— ASSIGNED TASK —
In the entries that follow, find the line containing "(custom rule table)"; from there, copy every line exactly through the line containing "failure: classify, retry".

□ □ □ □ □ □ □

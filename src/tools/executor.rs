//! Tool executor
//!
//! Orchestrates single-call and batch execution: registry resolution,
//! argument sanitization, invocation under a timeout, failure
//! classification, retry with backoff, fallback substitution, and
//! aggregate statistics.
//!
//! The executor's public contract never errors for an individual tool
//! failure; every failure is a `ToolCall` with `error` set, a concrete
//! suggestion, and fallback tool names when available. Callers inspect
//! `succeeded()` rather than matching on `Err`.

use crate::errors::{Result, ToolError};
use crate::recovery::classifier::ErrorClassifier;
use crate::recovery::types::{ErrorPattern, FallbackSuggestion};
use crate::telemetry::{CallPhase, ExecutionStats, TelemetryCollector, ToolEvent};
use crate::tools::registry::ToolRegistry;
use crate::tools::retry::{RetryConfig, RetryPolicy};
use crate::tools::security::InputSanitizer;
use crate::tools::types::{Arguments, ToolCall, ToolDefinition, ToolResult};
use futures_util::future::join_all;
use serde::{Deserialize, Serialize};
use serde_json::Value;
use std::sync::Arc;
use std::time::{Duration, Instant};
use tokio::sync::Semaphore;

/// Executor configuration
#[derive(Debug, Clone, Serialize, Deserialize)]
pub struct ExecutionConfig {
    /// Maximum retries after the first attempt of a call
    pub max_retries: u32,

    /// Per-call timeout in seconds
    pub timeout_seconds: u64,

    /// Attempt fallback tools once retries are exhausted
    pub enable_fallbacks: bool,

    /// Default scheduling mode for batches
    pub parallel: bool,

    /// Concurrency bound for parallel batches
    #[serde(default = "default_max_parallel_ops")]
    pub max_parallel_ops: usize,
}

fn default_max_parallel_ops() -> usize {
    num_cpus::get().clamp(1, 8)
}

impl Default for ExecutionConfig {
    fn default() -> Self {
        Self {
            max_retries: 2,
            timeout_seconds: 30,
            enable_fallbacks: true,
            parallel: true,
            max_parallel_ops: default_max_parallel_ops(),
        }
    }
}

impl ExecutionConfig {
    /// Reject malformed configurations
    ///
    /// This is the one place the engine errors to the caller: a zero
    /// timeout or zero-width semaphore is a programmer error, not a
    /// tool failure.
    pub fn validate(&self) -> Result<()> {
        if self.timeout_seconds == 0 {
            return Err(ToolError::ConfigError(
                "timeout_seconds must be greater than zero".to_string(),
            ));
        }
        if self.max_parallel_ops == 0 {
            return Err(ToolError::ConfigError(
                "max_parallel_ops must be greater than zero".to_string(),
            ));
        }
        Ok(())
    }
}

/// One requested invocation in a batch
#[derive(Debug, Clone)]
pub struct ToolRequest {
    pub name: String,
    pub arguments: Arguments,
}

impl ToolRequest {
    /// Create a request
    pub fn new(name: impl Into<String>, arguments: Arguments) -> Self {
        Self {
            name: name.into(),
            arguments,
        }
    }
}

struct AttemptOutcome {
    attempts: u32,
    result: std::result::Result<Value, (String, ErrorPattern)>,
}

/// Tool executor
pub struct ToolExecutor {
    registry: Arc<ToolRegistry>,
    sanitizer: Arc<InputSanitizer>,
    classifier: Arc<ErrorClassifier>,
    policy: RetryPolicy,
    config: ExecutionConfig,
    semaphore: Arc<Semaphore>,
    telemetry: TelemetryCollector,
}

impl ToolExecutor {
    /// Create an executor
    ///
    /// Must be called inside a Tokio runtime (the telemetry consumer
    /// task is spawned here).
    pub fn new(
        registry: Arc<ToolRegistry>,
        sanitizer: Arc<InputSanitizer>,
        config: ExecutionConfig,
        retry: RetryConfig,
    ) -> Result<Self> {
        config.validate()?;

        Ok(Self {
            semaphore: Arc::new(Semaphore::new(config.max_parallel_ops)),
            policy: RetryPolicy::new(retry),
            classifier: Arc::new(ErrorClassifier::new()),
            telemetry: TelemetryCollector::new(),
            registry,
            sanitizer,
            config,
        })
    }

    /// Swap in a caller-supplied classifier (custom rule table)
    pub fn with_classifier(mut self, classifier: ErrorClassifier) -> Self {
        self.classifier = Arc::new(classifier);
        self
    }

    /// Executor configuration
    pub fn config(&self) -> &ExecutionConfig {
        &self.config
    }

    /// Aggregate statistics snapshot
    pub async fn stats(&self) -> ExecutionStats {
        self.telemetry.snapshot().await
    }

    /// Execute one logical tool call through the full protocol
    ///
    /// # Flow
    /// 1. Resolve the name in the registry; unknown names fail
    ///    immediately with a "did you mean" hint, no retry
    /// 2. Sanitize every argument by its name-convention rule; a
    ///    sanitization failure is fatal for the call, no retry
    /// 3. Invoke the callable (sync or async) under the timeout
    /// 4. On failure: classify, retry transient errors with backoff,
    ///    then attempt substitute fallbacks, each with its own full
    ///    sanitize/invoke/retry cycle
    /// 5. The returned record reflects the last attempt
    pub async fn execute_tool(
        &self,
        name: &str,
        arguments: Arguments,
        timeout: Option<Duration>,
    ) -> ToolCall {
        let started = Instant::now();
        let mut call = ToolCall::new(name, arguments);
        self.phase(&call.id, CallPhase::Pending);

        let Some(definition) = self.registry.get(name) else {
            // Hard validation error, never transient
            call.attempts = 1;
            let suggestion = match self.registry.closest_match(name) {
                Some(candidate) => format!("Did you mean '{}'?", candidate),
                None => "Check the registered tool names".to_string(),
            };
            call.mark_failure(format!("Unknown tool: '{}'", name), suggestion, started.elapsed());
            self.phase(&call.id, CallPhase::Failed);
            self.complete(&call);
            return call;
        };

        self.phase(&call.id, CallPhase::Sanitizing);
        let sanitized = match self.sanitizer.sanitize_arguments(&call.arguments) {
            Ok(sanitized) => sanitized,
            Err(error) => {
                // The input itself is invalid, not the environment
                call.attempts = 1;
                let pattern = self.classifier.classify(&error.to_string());
                call.mark_failure(error.to_string(), pattern.suggestion, started.elapsed());
                self.phase(&call.id, CallPhase::Failed);
                self.complete(&call);
                return call;
            }
        };

        let timeout = timeout.unwrap_or(Duration::from_secs(self.config.timeout_seconds));

        let outcome = self
            .attempt_cycle(&call.id, &definition, &sanitized, timeout)
            .await;
        call.attempts = outcome.attempts;

        match outcome.result {
            Ok(value) => {
                call.mark_success(value, started.elapsed());
                self.phase(&call.id, CallPhase::Succeeded);
            }
            Err((raw_error, pattern)) => {
                self.phase(&call.id, CallPhase::Exhausted);

                let mut diagnostics = Vec::new();
                let mut recovered = false;

                if self.config.enable_fallbacks {
                    recovered = self
                        .try_fallbacks(&mut call, &sanitized, timeout, started, &mut diagnostics)
                        .await;
                }

                if !recovered {
                    let suggestion = compose_suggestion(&pattern, &diagnostics);
                    call.mark_failure(raw_error, suggestion, started.elapsed());
                    self.phase(&call.id, CallPhase::Failed);
                }
            }
        }

        self.complete(&call);
        call
    }

    /// Execute a batch of calls
    ///
    /// Parallel batches schedule each call as a concurrent task on the
    /// runtime, bounded by the executor semaphore; sequential batches
    /// run strictly in order. Either way the returned calls keep the
    /// caller-supplied order and one call's failure never cancels its
    /// siblings.
    pub async fn execute_tools(&self, requests: Vec<ToolRequest>, parallel: bool) -> ToolResult {
        let started = Instant::now();

        let calls = if parallel {
            let futures = requests.into_iter().map(|request| async move {
                let _permit = self.semaphore.acquire().await.unwrap();
                self.execute_tool(&request.name, request.arguments, None).await
            });
            join_all(futures).await
        } else {
            let mut calls = Vec::with_capacity(requests.len());
            for request in requests {
                calls.push(self.execute_tool(&request.name, request.arguments, None).await);
            }
            calls
        };

        ToolResult::new(calls, started.elapsed())
    }

    /// Invoke-classify-retry loop for one tool
    ///
    /// Sequential by construction: no retry for a logical call ever
    /// runs concurrently with another attempt for the same call.
    async fn attempt_cycle(
        &self,
        call_id: &str,
        definition: &ToolDefinition,
        arguments: &Arguments,
        timeout: Duration,
    ) -> AttemptOutcome {
        let mut attempt: u32 = 0;

        loop {
            attempt += 1;
            self.phase(call_id, CallPhase::Invoking);

            let raw_error = match self.invoke_once(definition, arguments.clone(), timeout).await {
                Ok(value) => {
                    return AttemptOutcome {
                        attempts: attempt,
                        result: Ok(value),
                    }
                }
                Err(error) => error.to_string(),
            };

            let pattern = self.classifier.classify(&raw_error);

            if self.policy.should_retry(&pattern, attempt) && attempt <= self.config.max_retries {
                self.telemetry.record(ToolEvent::RetryAttempted {
                    tool: definition.name.clone(),
                    attempt,
                });
                self.phase(call_id, CallPhase::RetryWait);
                tokio::time::sleep(self.policy.calculate_delay(attempt - 1, &pattern)).await;
                continue;
            }

            return AttemptOutcome {
                attempts: attempt,
                result: Err((raw_error, pattern)),
            };
        }
    }

    /// One invocation raced against the timeout
    ///
    /// A timeout cancels only this call's in-flight future; sibling
    /// calls in a batch are unaffected.
    async fn invoke_once(
        &self,
        definition: &ToolDefinition,
        arguments: Arguments,
        timeout: Duration,
    ) -> Result<Value> {
        match tokio::time::timeout(timeout, definition.handler.invoke(arguments)).await {
            Ok(result) => result,
            Err(_) => Err(ToolError::Timeout {
                duration_ms: timeout.as_millis() as u64,
            }),
        }
    }

    /// Attempt substitute fallbacks in order until one succeeds
    ///
    /// Each substitute runs its own full sanitize/invoke/retry cycle
    /// but no further fallbacks. Diagnostic suggestions are collected
    /// into `diagnostics` for the failure record instead of executed.
    async fn try_fallbacks(
        &self,
        call: &mut ToolCall,
        arguments: &Arguments,
        timeout: Duration,
        started: Instant,
        diagnostics: &mut Vec<FallbackSuggestion>,
    ) -> bool {
        let suggestions = self
            .classifier
            .get_fallback_suggestions(&call.name, arguments);

        for suggestion in suggestions {
            if suggestion.tool_name == call.name {
                continue;
            }

            if !suggestion.substitute {
                diagnostics.push(suggestion);
                continue;
            }

            let Some(definition) = self.registry.get(&suggestion.tool_name) else {
                continue;
            };
            let Ok(sanitized) = self.sanitizer.sanitize_arguments(&suggestion.arguments) else {
                continue;
            };

            self.telemetry.record(ToolEvent::FallbackAttempted {
                tool: call.name.clone(),
                fallback: suggestion.tool_name.clone(),
            });
            self.phase(&call.id, CallPhase::FallbackAttempt);

            let outcome = self
                .attempt_cycle(&call.id, &definition, &sanitized, timeout)
                .await;
            call.attempts += outcome.attempts;

            if let Ok(value) = outcome.result {
                call.fallback_tool = Some(suggestion.tool_name.clone());
                call.mark_success(value, started.elapsed());
                self.phase(&call.id, CallPhase::Succeeded);
                return true;
            }
        }

        false
    }

    fn phase(&self, call_id: &str, phase: CallPhase) {
        self.telemetry.record(ToolEvent::PhaseChanged {
            call_id: call_id.to_string(),
            phase,
        });
    }

    /// Exactly one completion event per logical call
    fn complete(&self, call: &ToolCall) {
        self.telemetry.record(ToolEvent::CallCompleted {
            tool: call.name.clone(),
            success: call.succeeded(),
            duration_ms: call.duration_ms,
        });
    }
}

/// Pair the classified suggestion with any diagnostic fallbacks
fn compose_suggestion(pattern: &ErrorPattern, diagnostics: &[FallbackSuggestion]) -> String {
    let mut names: Vec<&str> = diagnostics.iter().map(|s| s.tool_name.as_str()).collect();
    for tool in &pattern.fallback_tools {
        if !names.contains(&tool.as_str()) {
            names.push(tool.as_str());
        }
    }

    if names.is_empty() {
        pattern.suggestion.clone()
    } else {
        format!(
            "{} (fallback tools: {})",
            pattern.suggestion,
            names.join(", ")
        )
    }
}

□ □ □ □ □ □ □

— RESPONSE AREA —
    /// Swap in a caller-supplied classifier (custom rule table)
    pub fn with_classifier(mut self, classifier: ErrorClassifier) -> Self {
        self.classifier = Arc::new(classifier);
        self
    }

    /// Executor configuration
    pub fn config(&self) -> &ExecutionConfig {
        &self.config
    }

    /// Aggregate statistics snapshot
    pub async fn stats(&self) -> ExecutionStats {
        self.telemetry.snapshot().await
    }

    /// Execute one logical tool call through the full protocol
    ///
    /// # Flow
    /// 1. Resolve the name in the registry; unknown names fail
    ///    immediately with a "did you mean" hint, no retry
    /// 2. Sanitize every argument by its name-convention rule; a
    ///    sanitization failure is fatal for the call, no retry
    /// 3. Invoke the callable (sync or async) under the timeout
    /// 4. On failure: classify, retry transient errors with backoff,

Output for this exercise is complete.